* _Task_:
Go through the lines below one by one and count those holding the string "struct". Give the count alone.
Material provided below:
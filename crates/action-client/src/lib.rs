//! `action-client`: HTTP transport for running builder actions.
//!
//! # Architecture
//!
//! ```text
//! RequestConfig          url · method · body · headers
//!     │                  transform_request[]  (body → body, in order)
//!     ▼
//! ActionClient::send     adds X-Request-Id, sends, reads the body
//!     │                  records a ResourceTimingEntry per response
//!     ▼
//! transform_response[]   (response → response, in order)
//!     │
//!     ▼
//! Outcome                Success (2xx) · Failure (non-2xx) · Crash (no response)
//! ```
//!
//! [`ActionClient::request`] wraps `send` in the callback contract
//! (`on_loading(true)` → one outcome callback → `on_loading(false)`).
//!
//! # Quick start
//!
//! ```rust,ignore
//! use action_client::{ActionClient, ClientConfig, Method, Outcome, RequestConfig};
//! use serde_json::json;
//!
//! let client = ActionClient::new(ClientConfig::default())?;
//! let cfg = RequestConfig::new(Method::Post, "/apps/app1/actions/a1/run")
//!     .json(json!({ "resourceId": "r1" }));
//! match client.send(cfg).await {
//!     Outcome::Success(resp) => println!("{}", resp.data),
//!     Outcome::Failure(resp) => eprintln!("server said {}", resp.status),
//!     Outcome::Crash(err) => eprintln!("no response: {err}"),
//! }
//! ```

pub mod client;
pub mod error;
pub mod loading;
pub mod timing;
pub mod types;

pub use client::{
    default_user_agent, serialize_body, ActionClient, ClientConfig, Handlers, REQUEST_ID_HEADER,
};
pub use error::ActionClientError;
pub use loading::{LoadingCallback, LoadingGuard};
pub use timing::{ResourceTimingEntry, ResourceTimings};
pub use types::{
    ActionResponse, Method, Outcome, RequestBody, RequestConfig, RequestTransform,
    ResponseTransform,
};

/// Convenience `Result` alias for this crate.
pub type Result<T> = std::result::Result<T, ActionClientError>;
End of Material provided.
Material provided below:
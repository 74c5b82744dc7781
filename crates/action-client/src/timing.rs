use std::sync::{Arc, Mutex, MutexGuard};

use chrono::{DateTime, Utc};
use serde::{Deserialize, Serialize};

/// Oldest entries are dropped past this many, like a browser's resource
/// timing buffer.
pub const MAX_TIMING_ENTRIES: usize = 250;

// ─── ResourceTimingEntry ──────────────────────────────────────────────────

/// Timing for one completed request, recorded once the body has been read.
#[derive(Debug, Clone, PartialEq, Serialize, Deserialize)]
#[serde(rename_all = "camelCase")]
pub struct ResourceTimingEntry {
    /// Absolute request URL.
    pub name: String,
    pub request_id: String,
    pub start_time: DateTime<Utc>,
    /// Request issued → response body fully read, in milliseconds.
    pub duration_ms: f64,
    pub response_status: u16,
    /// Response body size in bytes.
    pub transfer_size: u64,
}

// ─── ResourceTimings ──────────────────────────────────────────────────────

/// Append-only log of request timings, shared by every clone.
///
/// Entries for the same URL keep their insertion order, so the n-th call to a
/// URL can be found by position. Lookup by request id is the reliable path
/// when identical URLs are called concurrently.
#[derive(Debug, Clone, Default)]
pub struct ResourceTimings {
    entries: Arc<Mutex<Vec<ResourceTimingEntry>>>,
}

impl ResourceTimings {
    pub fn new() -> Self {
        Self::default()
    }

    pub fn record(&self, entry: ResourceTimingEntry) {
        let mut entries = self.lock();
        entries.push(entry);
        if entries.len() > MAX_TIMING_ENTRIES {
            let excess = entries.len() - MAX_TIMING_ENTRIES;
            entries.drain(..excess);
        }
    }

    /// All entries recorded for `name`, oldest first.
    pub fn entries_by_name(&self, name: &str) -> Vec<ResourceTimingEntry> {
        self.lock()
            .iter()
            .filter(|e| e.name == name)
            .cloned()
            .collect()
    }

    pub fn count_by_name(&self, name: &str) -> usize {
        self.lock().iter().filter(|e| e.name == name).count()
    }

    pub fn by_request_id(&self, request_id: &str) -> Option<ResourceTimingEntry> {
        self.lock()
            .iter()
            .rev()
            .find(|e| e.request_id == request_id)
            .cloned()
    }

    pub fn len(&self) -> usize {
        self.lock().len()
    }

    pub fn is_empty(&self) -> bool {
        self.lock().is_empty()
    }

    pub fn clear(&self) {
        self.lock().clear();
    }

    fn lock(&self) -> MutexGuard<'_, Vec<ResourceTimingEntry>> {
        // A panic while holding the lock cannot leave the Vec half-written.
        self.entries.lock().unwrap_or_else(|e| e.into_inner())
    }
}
End of Material provided.
* _Your response_:
2